Final answer:
The weight of the Hubble Space Telescope in its orbit can be calculated using Newton's law of universal gravitation. By substituting the given values into the gravitational force formula, we find that the telescope's weight is approximately 9.82 x 10^4 Newtons at an altitude of 598 km above the Earth's surface.
Step-by-step explanation:
To calculate the weight of the Hubble Space Telescope when it is in its orbit above Earth's surface, we will use Newton's law of universal gravitation. The weight of an object in orbit is essentially the gravitational force acting on it. This force can be calculated using the formula:
F = G * (m1 * m2) / r^2
Where:
F is the gravitational force (weight of the telescope in orbit)
G is the gravitational constant (6.674x10^-11 N(m^2)/(kg^2))
m1 is the mass of the Earth (5.98×10^24 kg)
m2 is the mass of the Hubble Space Telescope (11,600 kg)
r is the distance from the center of the Earth to the telescope, which includes Earth's radius plus the altitude of the telescope in orbit (6.37×10^6 m + 598×10^3 m)
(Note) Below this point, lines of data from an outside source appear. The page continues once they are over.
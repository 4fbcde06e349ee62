#![warn(clippy::all, clippy::pedantic)]
//! The CDCL engine.
//!
//! The engine owns every piece of mutable solve state: the clause database
//! (originals plus learned), the assignment, the trail, watch lists, and
//! the heuristic components. Nothing is shared or global, so independent
//! solves over the same [`Cnf`] just construct independent engines.
//!
//! The loop is the textbook one: propagate to fixpoint; on conflict at
//! level 0 report unsatisfiable, otherwise learn a first-UIP clause and
//! backjump; at fixpoint with unassigned variables left, decide; when
//! everything is assigned, the trail is a model.

use crate::sat::assignment::{Assignment, Model};
use crate::sat::clause::Clause;
use crate::sat::clause_management::{LbdPolicy, select_victims};
use crate::sat::cnf::Cnf;
use crate::sat::conflict_analysis::analyze;
use crate::sat::literal::Literal;
use crate::sat::phase_saving::SavedPhases;
use crate::sat::restarter::{Luby, Restarter};
use crate::sat::trail::{Reason, Trail};
use crate::sat::variable_selection::{VariableSelection, Vsids};
use crate::sat::watch::WatchLists;
use std::sync::Arc;
use std::sync::atomic::{AtomicBool, Ordering};
use tracing::debug;

/// Terminal result of a solve. Unsatisfiability and cancellation are valid
/// outcomes, not errors; callers branch on them explicitly.
#[derive(Debug, Clone, PartialEq, Eq)]
pub enum Outcome {
    Sat(Model),
    Unsat,
    /// The caller's [`CancelToken`] fired between decisions.
    Cancelled,
}

impl Outcome {
    #[must_use]
    pub fn is_sat(&self) -> bool {
        matches!(self, Self::Sat(_))
    }

    #[must_use]
    pub fn is_unsat(&self) -> bool {
        matches!(self, Self::Unsat)
    }

    #[must_use]
    pub fn model(&self) -> Option<&Model> {
        match self {
            Self::Sat(model) => Some(model),
            _ => None,
        }
    }
}

/// Cooperative cancellation flag, checked between decide steps. Clone the
/// token, hand one copy to the engine, and call [`CancelToken::cancel`]
/// from anywhere (another thread included) to stop a long solve.
#[derive(Debug, Clone, Default)]
pub struct CancelToken(Arc<AtomicBool>);

impl CancelToken {
    #[must_use]
    pub fn new() -> Self {
        Self::default()
    }

    pub fn cancel(&self) {
        self.0.store(true, Ordering::Relaxed);
    }

    #[must_use]
    pub fn is_cancelled(&self) -> bool {
        self.0.load(Ordering::Relaxed)
    }
}

/// Search counters, for logging and tests.
#[derive(Debug, Clone, Copy, PartialEq, Eq, Default)]
pub struct Stats {
    pub conflicts: u64,
    pub decisions: u64,
    pub propagations: u64,
    pub restarts: u64,
    pub learned: u64,
    pub removed: u64,
}

#[derive(Debug, Clone, Copy, PartialEq, Eq)]
pub struct Config {
    /// Live learned clauses kept before the first database reduction.
    /// Zero picks a bound proportional to the input size.
    pub learned_cap: usize,
    /// Learned clauses with LBD at or below this are never removed.
    pub keep_lbd: u32,
}

impl Default for Config {
    fn default() -> Self {
        Self {
            learned_cap: 0,
            keep_lbd: 2,
        }
    }
}

/// One CDCL engine. Construct per solve; all state is reset at the start
/// of [`Solver::solve`], so a prior call can never leak into the next.
#[derive(Debug, Clone)]
pub struct Solver<V: VariableSelection = Vsids, R: Restarter = Luby> {
    db: Vec<Clause>,
    first_learned: usize,
    live_learned: usize,
    assignment: Assignment,
    trail: Trail,
    watches: WatchLists,
    selector: V,
    phases: SavedPhases,
    restarter: R,
    policy: LbdPolicy,
    level: u32,
    stats: Stats,
    cancel: Option<CancelToken>,
    input_unsat: bool,
}

impl<V: VariableSelection, R: Restarter> Solver<V, R> {
    #[must_use]
    pub fn new(cnf: &Cnf) -> Self {
        Self::with_config(cnf, Config::default())
    }

    #[must_use]
    pub fn with_config(cnf: &Cnf, config: Config) -> Self {
        let num_vars = cnf.variable_count();
        let db: Vec<Clause> = cnf.iter().cloned().collect();

        let mut watches = WatchLists::new(num_vars);
        for (i, clause) in db.iter().enumerate() {
            if clause.len() >= 2 {
                watches.attach(clause, i);
            }
        }

        let cap = if config.learned_cap == 0 {
            (db.len() / 3).max(1000)
        } else {
            config.learned_cap
        };

        Self {
            selector: V::new(num_vars, &db),
            first_learned: db.len(),
            live_learned: 0,
            assignment: Assignment::new(num_vars),
            trail: Trail::new(num_vars),
            watches,
            phases: SavedPhases::new(num_vars),
            restarter: R::new(),
            policy: LbdPolicy::new(cap, config.keep_lbd),
            level: 0,
            stats: Stats::default(),
            cancel: None,
            input_unsat: cnf.has_empty_clause(),
            db,
        }
    }

    /// Installs a cancellation token, checked between decide steps.
    pub fn set_cancel_token(&mut self, token: CancelToken) {
        self.cancel = Some(token);
    }

    #[must_use]
    pub fn stats(&self) -> Stats {
        self.stats
    }

    /// Runs the search to completion.
    pub fn solve(&mut self) -> Outcome {
        if self.input_unsat {
            return Outcome::Unsat;
        }

        self.reset();
        if !self.enqueue_units() {
            return Outcome::Unsat;
        }

        loop {
            if let Some(conflict) = self.propagate() {
                self.stats.conflicts += 1;
                if self.level == 0 {
                    debug!(conflicts = self.stats.conflicts, "conflict at ground level");
                    return Outcome::Unsat;
                }
                self.learn_from(conflict);

                if self.restarter.should_restart() {
                    self.stats.restarts += 1;
                    debug!(
                        restarts = self.stats.restarts,
                        conflicts = self.stats.conflicts,
                        "restarting"
                    );
                    self.backtrack_to(0);
                }
                if self.policy.should_reduce(self.live_learned) {
                    self.reduce_db();
                }
            } else if self.assignment.all_assigned() {
                debug!(stats = ?self.stats, "satisfiable");
                return Outcome::Sat(Model::from(&self.assignment));
            } else if self.cancel.as_ref().is_some_and(CancelToken::is_cancelled) {
                debug!(stats = ?self.stats, "cancelled");
                return Outcome::Cancelled;
            } else {
                let Some(var) = self.selector.pick(&self.assignment) else {
                    return Outcome::Sat(Model::from(&self.assignment));
                };
                self.level += 1;
                self.stats.decisions += 1;
                self.enqueue(Literal::new(var, self.phases.next(var)), Reason::Decision);
            }
        }
    }

    /// Unwinds everything, level-0 assignments included. Learned clauses
    /// and activities survive; they are implied by the originals, so a
    /// repeated solve stays sound while starting from a fresh trail.
    fn reset(&mut self) {
        while let Some(step) = self.trail.last() {
            let var = step.lit.variable();
            self.assignment.unassign(var);
            self.selector.on_unassign(var);
            self.trail.pop();
        }
        self.level = 0;
    }

    /// Queues every unit clause in the database. `false` on an immediate
    /// contradiction between units.
    fn enqueue_units(&mut self) -> bool {
        for i in 0..self.db.len() {
            if !self.db[i].is_unit() || self.db[i].is_deleted() {
                continue;
            }
            let lit = self.db[i][0];
            match self.assignment.literal_value(lit) {
                Some(true) => {}
                Some(false) => return false,
                None => self.enqueue(lit, Reason::Clause(i)),
            }
        }
        true
    }

    fn enqueue(&mut self, lit: Literal, reason: Reason) {
        self.assignment.assign(lit);
        self.phases.save(lit);
        self.trail.push(lit, self.level, reason);
        self.stats.propagations += u64::from(matches!(reason, Reason::Clause(_)));
    }

    /// Unit propagation to fixpoint. Returns the index of a conflicting
    /// clause, or `None` at fixpoint.
    fn propagate(&mut self) -> Option<usize> {
        while let Some(lit) = self.trail.next_queued() {
            let false_lit = !lit;
            let mut i = 0;
            while i < self.watches[false_lit].len() {
                let c_idx = self.watches[false_lit][i];

                // Keep the falsified watch in slot 1.
                if self.db[c_idx][0] == false_lit {
                    self.db[c_idx].swap(0, 1);
                }
                let first = self.db[c_idx][0];
                if self.assignment.literal_value(first) == Some(true) {
                    i += 1;
                    continue;
                }

                let replacement = (2..self.db[c_idx].len())
                    .find(|&k| self.assignment.literal_value(self.db[c_idx][k]) != Some(false));

                if let Some(k) = replacement {
                    self.db[c_idx].swap(1, k);
                    let moved = self.db[c_idx][1];
                    self.watches[false_lit].swap_remove(i);
                    self.watches[moved].push(c_idx);
                    // The swapped-in entry now sits at `i`.
                } else if self.assignment.literal_value(first).is_none() {
                    // All other literals false: the clause forces `first`.
                    self.enqueue(first, Reason::Clause(c_idx));
                    i += 1;
                } else {
                    return Some(c_idx);
                }
            }
        }
        None
    }

    fn learn_from(&mut self, conflict: usize) {
        let analysis = analyze(&self.db, &self.trail, self.level, conflict);
        for &var in &analysis.bumped {
            self.selector.bump(var);
        }
        self.selector.decay();

        self.backtrack_to(analysis.backtrack_level);

        let asserting = analysis.literals[0];
        let clause = Clause::learned(analysis.literals, analysis.lbd);
        let c_idx = self.db.len();
        if clause.len() >= 2 {
            self.watches.attach(&clause, c_idx);
        }
        self.db.push(clause);
        self.live_learned += 1;
        self.stats.learned += 1;

        // The learned clause is asserting at the backjump level.
        self.enqueue(asserting, Reason::Clause(c_idx));
    }

    fn backtrack_to(&mut self, level: u32) {
        while let Some(step) = self.trail.last() {
            if step.level <= level {
                break;
            }
            let var = step.lit.variable();
            self.assignment.unassign(var);
            self.selector.on_unassign(var);
            self.trail.pop();
        }
        // Popping clamps the queue head; entries that survive the jump but
        // were never propagated (a freshly asserted level-0 literal, when a
        // restart lands here) stay queued.
        self.level = level;
    }

    fn reduce_db(&mut self) {
        let victims = {
            let db = &self.db;
            let assignment = &self.assignment;
            let trail = &self.trail;
            select_victims(db, self.first_learned, self.policy.keep_lbd(), |idx| {
                let var = db[idx][0].variable();
                assignment.is_assigned(var) && trail.reason_of(var) == Reason::Clause(idx)
            })
        };

        for &idx in &victims {
            let (a, b) = (self.db[idx][0], self.db[idx][1]);
            self.watches.detach(a, b, idx);
            self.db[idx].delete();
            self.live_learned -= 1;
            self.stats.removed += 1;
        }
        self.policy.on_reduce();
        debug!(
            removed = victims.len(),
            cap = self.policy.cap(),
            "reduced learned clause database"
        );
    }
}

/// Solves `cnf` with the default engine configuration.
#[must_use]
pub fn solve(cnf: &Cnf) -> Outcome {
    Solver::<Vsids, Luby>::new(cnf).solve()
}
Calculating the distance r:
r = Earth's radius + telescope's altitude above Earth's surface
r = 6.37×10^6 m + 598×10^3 m
r = 6.968×10^6 m
Now, we can substitute all the values into the formula:
F = (6.674×10^-11 N(m^2)/(kg^2)) * ((5.98×10^24 kg) * (11,600 kg)) / (6.968×10^6 m)^2
After calculating, we find:
F ≈ 9.82 x 10^4 N
This is the weight of the Hubble Space Telescope at the given altitude above Earth's surface. It is important to remember that while the telescope has weight due to the gravitational pull, it is in freefall around the Earth, which is why it does not crash into the Earth's surface, thereby giving the experience of weightlessness.